In democracy promotion, Fukuyama argues, “the initiative has to come from within the society in question … Outside funds and organizers are critical in helping to strengthen these organizations, but the latter must sink their own roots in their own societies.” I agree entirely. But where there are competent, able groups struggling for freedom, we should support them. The House of Commons International Development Committee this week recommended that the Department for International Development (DFID) fund Burmese exiled human rights and pro-democracy groups engaged in crucial documentation, reporting and education work. This is exactly what Fukuyama is talking about – and DFID should listen.
Military intervention should always be on the table. David Cameron has said so. But as Fukuyama argues, it should be a last – not a first – resort.
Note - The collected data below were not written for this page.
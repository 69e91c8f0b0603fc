/*!
 * Integration tests for the cleaning and style-filtering stages over real
 * subtitle files, driven by a scripted decision source
 */

use std::path::PathBuf;

use anyhow::Result;
use jimaku_sync::cleaning_rules;
use jimaku_sync::decision::ScriptedDecisions;
use jimaku_sync::staging::StagingArea;
use jimaku_sync::style_filter;
use jimaku_sync::subtitle_document::SubtitleDocument;
use crate::common;

/// Test the target-cleaning stage end to end: load a batch from disk,
/// answer one question per matched category, save the cleaned files into a
/// staging area and verify what survived
#[test]
fn test_cleaningWorkflow_withNoisyBatch_shouldCleanEveryFileAlike() -> Result<()> {
    let temp_dir = common::create_temp_dir()?;
    let episode_one = common::create_test_file(
        temp_dir.path(),
        "ep01.srt",
        "1\n00:00:01,000 --> 00:00:03,000\n（ドアの音）入るぞ\n\n2\n00:00:04,000 --> 00:00:06,000\nA NETFLIX ORIGINAL SERIES\n\n3\n00:00:07,000 --> 00:00:09,000\n♪ラララ\n",
    )?;
    let episode_two = common::create_test_file(
        temp_dir.path(),
        "ep02.srt",
        "1\n00:00:01,000 --> 00:00:03,000\n（よろしく）hello\n\n2\n00:00:04,000 --> 00:00:06,000\nそのまま\n",
    )?;

    let sources = [episode_one, episode_two];
    let mut documents = sources
        .iter()
        .map(SubtitleDocument::load)
        .collect::<Result<Vec<_>, _>>()?;

    // Remove hearing-impaired spans, keep the decorative symbols
    let mut decisions = ScriptedDecisions::new().with_confirm(true).with_confirm(false);
    let resolved = cleaning_rules::clean_batch(&mut documents, &mut decisions)?;
    assert!(resolved.hearing_impaired);
    assert!(!resolved.special_symbols);
    assert_eq!(decisions.confirm_labels, vec!["hearing impaired", "special symbols"]);

    let mut staging = StagingArea::stage("cleaned_subs_")?;
    let mut cleaned_paths = Vec::new();
    for (document, source) in documents.iter().zip(&sources) {
        let name = source.file_name().unwrap().to_string_lossy();
        let path = staging.file(&name);
        document.save(&path)?;
        cleaned_paths.push(path);
    }

    let first = SubtitleDocument::load(&cleaned_paths[0])?;
    let texts: Vec<&str> = first.lines.iter().map(|line| line.text.as_str()).collect();
    // The watermark line is gone, the kept symbol line is intact
    assert_eq!(texts, vec!["入るぞ", "♪ラララ"]);

    let second = SubtitleDocument::load(&cleaned_paths[1])?;
    let texts: Vec<&str> = second.lines.iter().map(|line| line.text.as_str()).collect();
    assert_eq!(texts, vec!["hello", "そのまま"]);

    staging.cleanup()?;
    assert!(!cleaned_paths[0].exists());
    Ok(())
}

/// Test the reference style-filtering stage end to end: load ASS files,
/// keep all ranked styles via an empty answer and verify the permanent
/// exclusion of ignore-family lines
#[test]
fn test_styleFilterWorkflow_withSignsTrack_shouldDropSignsAndKeepDialogue() -> Result<()> {
    let temp_dir = common::create_temp_dir()?;
    let sources = [
        common::create_test_ass(
            temp_dir.path(),
            "ep01.ass",
            &[
                ("Default", "first line"),
                ("Signs - Main", "SHOP SIGN"),
                ("Default", "second line"),
            ],
        )?,
        common::create_test_ass(
            temp_dir.path(),
            "ep02.ass",
            &[("Default", "third line"), ("Flashback", "earlier that day")],
        )?,
    ];

    let mut documents = sources
        .iter()
        .map(SubtitleDocument::load)
        .collect::<Result<Vec<_>, _>>()?;

    let usages = style_filter::analyze_styles(&documents);
    assert!(usages.iter().all(|usage| usage.name != "Signs - Main"));

    // Empty answer: keep everything that was ranked
    let mut decisions = ScriptedDecisions::new().with_choices(vec![]);
    let keep = style_filter::choose_styles_to_keep(&usages, &mut decisions)?;
    assert_eq!(keep.len(), 2);

    let mut staging = StagingArea::stage("cleaned_subtitles_")?;
    let mut cleaned_paths = Vec::new();
    for (document, source) in documents.iter_mut().zip(&sources) {
        style_filter::apply_style_filter(document, &keep);
        let stem = source.file_stem().unwrap().to_string_lossy();
        let path = staging.file(&format!("{}.ass", stem));
        document.save(&path)?;
        cleaned_paths.push(path);
    }

    let first = SubtitleDocument::load(&cleaned_paths[0])?;
    assert_eq!(first.lines.len(), 2);
    assert!(first.lines.iter().all(|line| line.style == "Default"));

    let second = SubtitleDocument::load(&cleaned_paths[1])?;
    assert_eq!(second.lines.len(), 2);

    staging.cleanup()?;
    Ok(())
}

/// Test that a missing subtitle file surfaces as a document error
#[test]
fn test_subtitleWorkflow_withMissingFile_shouldFailToLoad() {
    let missing = PathBuf::from("non_existent_file.srt");
    assert!(SubtitleDocument::load(&missing).is_err());
}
A book to read alongside Fukuyama is Ambassador Mark Palmer’s Breaking the Real Axis of Evil: How to Oust the World’s Last Dictators by 2025. Natan Sharansky’s The Case for Democracy is also essential reading. Sharansky, Palmer and Fukuyama both argue that there are things we can do in many countries to promote democracy and resist dictators without ever having to fire a bullet. The focus on democracy, freedom, institution-building and good governance should be resolute – but the primary instruments, as Fukuyama argues, are “mostly within the realm of soft power: our ability to set an example, to train and educate, to support with advice and often money … Preventive war and regime change can never be taken off the table completely, but they have to be understood as extreme measures.”
Call it what you will – Wilsonianism, Henry Jacksonism, liberal conservatism, neo-conservatism. For me, as William Hague has said, putting human rights at the heart of foreign policy should be a priority for Conservatives. If we have a pro-active foreign policy, as James Mawdsley and I have argued in New Ground, force becomes what it always should be – a last resort. As Fukuyama says, we need to concern ourselves “with what goes on inside other countries, not just their external behaviour, as realists would have it.” Let’s put the realists to rest, and become realistic idealists.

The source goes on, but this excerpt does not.